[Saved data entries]
★ ★ ★ ★ ★ ★ ★

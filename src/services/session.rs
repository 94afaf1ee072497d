//! Session table and auth-state subscriptions.
//!
//! ARCHITECTURE
//! ============
//! Each session owns a `watch` channel carrying the current identity, or
//! `None` once signed out. Views subscribe on entry and drop the
//! subscription on exit; the SSE endpoint keeps one open for the life of
//! the stream. Sign-out publishes `None`, then drops the sender, so every
//! subscriber sees the final value and then end-of-stream.
//!
//! TRADE-OFFS
//! ==========
//! Sessions live in memory only. A restart signs everyone out, which keeps
//! provider refresh tokens off disk. Each session also has a fixed lifetime
//! from sign-in; expired entries are evicted when touched, pruned on
//! `create`, and swept periodically by `spawn_sweeper`.

use std::collections::HashMap;
use std::fmt::Write;
use std::sync::Arc;
use std::time::{Duration, Instant};

use futures::Stream;
use rand::Rng;
use tokio::sync::{RwLock, watch};
use tokio::task::JoinHandle;
use tokio::time::MissedTickBehavior;
use tracing::{debug, info, warn};

use super::identity::{Identity, IdentityProvider, SignedIn, TokenSet};

/// How long a session lasts after sign-in, regardless of token refreshes.
pub const SESSION_TTL: Duration = Duration::from_secs(7 * 24 * 60 * 60);

/// Interval between background sweeps of expired sessions.
pub const SWEEP_INTERVAL: Duration = Duration::from_secs(10 * 60);

pub(crate) fn bytes_to_hex(bytes: &[u8]) -> String {
    let mut s = String::with_capacity(bytes.len() * 2);
    for b in bytes {
        let _ = write!(s, "{b:02x}");
    }
    s
}

/// Generate a cryptographically random 32-byte hex token.
#[must_use]
pub fn generate_token() -> String {
    let bytes: [u8; 32] = rand::rng().random();
    bytes_to_hex(&bytes)
}

// =============================================================================
// SUBSCRIPTION
// =============================================================================

/// A live view of one session's auth state. Dropping it unsubscribes.
pub struct AuthSubscription {
    rx: watch::Receiver<Option<Identity>>,
}

impl AuthSubscription {
    /// A subscription that is already signed out and closed.
    #[must_use]
    pub fn signed_out() -> Self {
        let (_tx, rx) = watch::channel(None);
        Self { rx }
    }

    /// The most recent value.
    #[must_use]
    pub fn current(&self) -> Option<Identity> {
        self.rx.borrow().clone()
    }

    /// Wait for the next change. `None` once the session is gone.
    pub async fn next(&mut self) -> Option<Option<Identity>> {
        self.rx.changed().await.ok()?;
        Some(self.rx.borrow_and_update().clone())
    }

    /// Current value first, then every change, ending at sign-out.
    pub fn into_stream(self) -> impl Stream<Item = Option<Identity>> + Send + 'static {
        futures::stream::unfold((self, true), |(mut sub, first)| async move {
            if first {
                let value = sub.rx.borrow_and_update().clone();
                return Some((value, (sub, false)));
            }
            let value = sub.next().await?;
            Some((value, (sub, false)))
        })
    }

    /// Explicitly end the subscription.
    pub fn unsubscribe(self) {
        drop(self);
    }
}

// =============================================================================
// STORE
// =============================================================================

struct SessionEntry {
    tokens: TokenSet,
    auth: watch::Sender<Option<Identity>>,
    expires_at: Instant,
}

impl SessionEntry {
    fn is_expired(&self, now: Instant) -> bool {
        now >= self.expires_at
    }

    /// Publish the final signed-out value. Subscribers see end-of-stream
    /// once the entry is dropped.
    fn close(&self) {
        self.auth.send_replace(None);
    }
}

/// In-memory session table keyed by the cookie token.
#[derive(Clone)]
pub struct SessionStore {
    sessions: Arc<RwLock<HashMap<String, SessionEntry>>>,
    ttl: Duration,
}

impl Default for SessionStore {
    fn default() -> Self {
        Self::with_ttl(SESSION_TTL)
    }
}

impl SessionStore {
    #[must_use]
    pub fn new() -> Self {
        Self::default()
    }

    #[must_use]
    pub fn with_ttl(ttl: Duration) -> Self {
        Self { sessions: Arc::default(), ttl }
    }

    /// Lifetime given to new sessions.
    #[must_use]
    pub fn ttl(&self) -> Duration {
        self.ttl
    }

    /// Start a session for a successful sign-in, returning its token.
    /// Expired sessions are pruned first.
    pub async fn create(&self, signed_in: SignedIn) -> String {
        let token = generate_token();
        let now = Instant::now();
        let (auth, _) = watch::channel(Some(signed_in.identity));
        let entry = SessionEntry { tokens: signed_in.tokens, auth, expires_at: now + self.ttl };

        let mut sessions = self.sessions.write().await;
        let pruned = prune(&mut sessions, now);
        sessions.insert(token.clone(), entry);
        info!(pruned, "session created");
        token
    }

    /// Subscribe to a session's auth state. Unknown, missing or expired
    /// tokens get a closed, signed-out subscription.
    pub async fn subscribe(&self, token: Option<&str>) -> AuthSubscription {
        let Some(token) = token.filter(|t| !t.is_empty()) else {
            return AuthSubscription::signed_out();
        };
        let expired = match self.sessions.read().await.get(token) {
            Some(entry) if !entry.is_expired(Instant::now()) => {
                return AuthSubscription { rx: entry.auth.subscribe() };
            }
            Some(_) => true,
            None => false,
        };
        if expired {
            self.evict_expired(token).await;
        }
        AuthSubscription::signed_out()
    }

    /// End a session: publish `None` to subscribers and forget it.
    /// Returns whether the session existed.
    pub async fn sign_out(&self, token: &str) -> bool {
        let removed = self.sessions.write().await.remove(token);
        match removed {
            Some(entry) => {
                entry.close();
                info!(subscribers = entry.auth.receiver_count(), "session signed out");
                true
            }
            None => false,
        }
    }

    /// Current ID token for store calls, refreshed first if it expired.
    /// A failed refresh, or an expired session, signs out and yields `None`.
    pub async fn bearer_token(&self, token: &str, provider: &dyn IdentityProvider) -> Option<String> {
        let refresh_token = {
            let sessions = self.sessions.read().await;
            let entry = sessions.get(token)?;
            let now = Instant::now();
            if entry.is_expired(now) {
                None
            } else if !entry.tokens.is_expired(now) {
                return Some(entry.tokens.id_token.clone());
            } else {
                Some(entry.tokens.refresh_token.clone())
            }
        };
        let Some(refresh_token) = refresh_token else {
            self.evict_expired(token).await;
            return None;
        };

        debug!("session token expired; refreshing");
        match provider.refresh(&refresh_token).await {
            Ok(tokens) => {
                let id_token = tokens.id_token.clone();
                let mut sessions = self.sessions.write().await;
                let entry = sessions.get_mut(token)?;
                entry.tokens = tokens;
                Some(id_token)
            }
            Err(e) => {
                warn!(error = %e, "session refresh failed; signing out");
                self.sign_out(token).await;
                None
            }
        }
    }

    /// Remove `token` if it is still present and expired.
    async fn evict_expired(&self, token: &str) {
        let mut sessions = self.sessions.write().await;
        if sessions
            .get(token)
            .is_some_and(|entry| entry.is_expired(Instant::now()))
        {
            if let Some(entry) = sessions.remove(token) {
                entry.close();
                info!("expired session evicted");
            }
        }
    }

    /// Remove every expired session, returning how many were dropped.
    pub async fn sweep_expired(&self) -> usize {
        let mut sessions = self.sessions.write().await;
        prune(&mut sessions, Instant::now())
    }

    /// Number of live subscriptions on a session.
    #[cfg(test)]
    pub async fn subscriber_count(&self, token: &str) -> usize {
        self.sessions
            .read()
            .await
            .get(token)
            .map_or(0, |entry| entry.auth.receiver_count())
    }

    #[cfg(test)]
    pub async fn len(&self) -> usize {
        self.sessions.read().await.len()
    }

    #[cfg(test)]
    pub async fn is_empty(&self) -> bool {
        self.len().await == 0
    }
}

fn prune(sessions: &mut HashMap<String, SessionEntry>, now: Instant) -> usize {
    let before = sessions.len();
    sessions.retain(|_, entry| {
        if entry.is_expired(now) {
            entry.close();
            false
        } else {
            true
        }
    });
    before - sessions.len()
}

/// Spawn a background task that sweeps expired sessions every `period`.
pub fn spawn_sweeper(store: SessionStore, period: Duration) -> JoinHandle<()> {
    info!(period_secs = period.as_secs(), "session sweeper configured");
    tokio::spawn(async move {
        let mut ticker = tokio::time::interval(period);
        ticker.set_missed_tick_behavior(MissedTickBehavior::Skip);
        loop {
            ticker.tick().await;
            let swept = store.sweep_expired().await;
            if swept > 0 {
                debug!(swept, "expired sessions swept");
            }
        }
    })
}

#[cfg(test)]
#[path = "session_test.rs"]
mod tests;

★ ★ ★ ★ ★ ★ ★

Look above for the line holding "pub async fn bearer_token(&self, token: &str, provider: &dyn". Print it and every line after it, exactly, through the line holding "pub async fn subscriber_count(&self, token: &str)".

    pub async fn bearer_token(&self, token: &str, provider: &dyn IdentityProvider) -> Option<String> {
        let refresh_token = {
            let sessions = self.sessions.read().await;
            let entry = sessions.get(token)?;
            let now = Instant::now();
            if entry.is_expired(now) {
                None
            } else if !entry.tokens.is_expired(now) {
                return Some(entry.tokens.id_token.clone());
            } else {
                Some(entry.tokens.refresh_token.clone())
            }
        };
        let Some(refresh_token) = refresh_token else {
            self.evict_expired(token).await;
            return None;
        };

        debug!("session token expired; refreshing");
        match provider.refresh(&refresh_token).await {
            Ok(tokens) => {
                let id_token = tokens.id_token.clone();
                let mut sessions = self.sessions.write().await;
                let entry = sessions.get_mut(token)?;
                entry.tokens = tokens;
                Some(id_token)
            }
            Err(e) => {
                warn!(error = %e, "session refresh failed; signing out");
                self.sign_out(token).await;
                None
            }
        }
    }

    /// Remove `token` if it is still present and expired.
    async fn evict_expired(&self, token: &str) {
        let mut sessions = self.sessions.write().await;
        if sessions
            .get(token)
            .is_some_and(|entry| entry.is_expired(Instant::now()))
        {
            if let Some(entry) = sessions.remove(token) {
                entry.close();
                info!("expired session evicted");
            }
        }
    }

    /// Remove every expired session, returning how many were dropped.
    pub async fn sweep_expired(&self) -> usize {
        let mut sessions = self.sessions.write().await;
        prune(&mut sessions, Instant::now())
    }

    /// Number of live subscriptions on a session.
    #[cfg(test)]
    pub async fn subscriber_count(&self, token: &str) -> usize {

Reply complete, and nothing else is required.